▶ _WORK REQUIRED_: Which lines of the records hold the string "ports"? Report only how many of them there are.
-*-*-
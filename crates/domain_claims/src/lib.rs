//! Lecturer Claim Management Domain
//!
//! This crate implements the claim lifecycle from submission through
//! approval or rejection, plus CSV reporting over approved claims.
//!
//! # Claim Lifecycle
//!
//! ```text
//! Submit -> Pending -> Approved
//!                   -> Rejected
//! (claims over the salary ceiling are created Rejected directly)
//! ```

pub mod claim;
pub mod document;
pub mod adjudication;
pub mod authorization;
pub mod ports;
pub mod service;
pub mod report;
pub mod error;

pub use claim::{Claim, ClaimDraft, ClaimStatus};
pub use document::{DocumentValidator, DocumentUpload, DocumentError};
pub use adjudication::SalaryCeilingPolicy;
pub use authorization::{Principal, Role};
pub use ports::{ClaimStore, DocumentStore, StoreError};
pub use service::ClaimService;
pub use report::approved_claims_csv;
pub use error::ClaimError;
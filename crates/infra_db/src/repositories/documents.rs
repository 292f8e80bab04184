//! Filesystem document store
//!
//! Persists uploaded claim documents under a configurable root directory.
//! File names are flattened to their final path component before writing,
//! so an upload cannot escape the root. Saving under an existing name
//! overwrites the previous file.

use std::path::{Path, PathBuf};

use async_trait::async_trait;
use tokio::fs;
use tracing::debug;

use domain_claims::{DocumentStore, StoreError};

/// Filesystem-backed document store
#[derive(Debug, Clone)]
pub struct FilesystemDocumentStore {
    root: PathBuf,
}

impl FilesystemDocumentStore {
    pub fn new(root: impl Into<PathBuf>) -> Self {
        Self { root: root.into() }
    }

    /// The directory documents are written under
    pub fn root(&self) -> &Path {
        &self.root
    }

    fn sanitized_name(file_name: &str) -> Result<&str, StoreError> {
        Path::new(file_name)
            .file_name()
            .and_then(|n| n.to_str())
            .ok_or_else(|| {
                StoreError::WriteRejected(format!("Unusable file name '{}'", file_name))
            })
    }
}

#[async_trait]
impl DocumentStore for FilesystemDocumentStore {
    async fn save(&self, file_name: &str, bytes: &[u8]) -> Result<String, StoreError> {
        let name = Self::sanitized_name(file_name)?;

        fs::create_dir_all(&self.root).await?;
        let target = self.root.join(name);
        fs::write(&target, bytes).await?;

        debug!(path = %target.display(), size = bytes.len(), "Document written");
        Ok(target.display().to_string())
    }
}

#[cfg(test)]
mod tests {
    use super::*;

    #[tokio::test]
    async fn test_save_writes_the_bytes() {
        let dir = tempfile::tempdir().unwrap();
        let store = FilesystemDocumentStore::new(dir.path());

        let path = store.save("timesheet.pdf", b"%PDF-1.4").await.unwrap();

        let written = tokio::fs::read(&path).await.unwrap();
        assert_eq!(written, b"%PDF-1.4");
    }

    #[tokio::test]
    async fn test_save_flattens_directory_components() {
        let dir = tempfile::tempdir().unwrap();
        let store = FilesystemDocumentStore::new(dir.path());

        let path = store.save("../../etc/timesheet.pdf", b"data").await.unwrap();

        assert!(path.ends_with("timesheet.pdf"));
        assert!(Path::new(&path).starts_with(dir.path()));
    }

    #[tokio::test]
    async fn test_same_name_overwrites() {
        let dir = tempfile::tempdir().unwrap();
        let store = FilesystemDocumentStore::new(dir.path());

        store.save("a.pdf", b"one").await.unwrap();
        let path = store.save("a.pdf", b"two").await.unwrap();

        let written = tokio::fs::read(&path).await.unwrap();
        assert_eq!(written, b"two");
    }
}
-*-*-
▶ _OUTPUT OF THE EXERCISE_: 2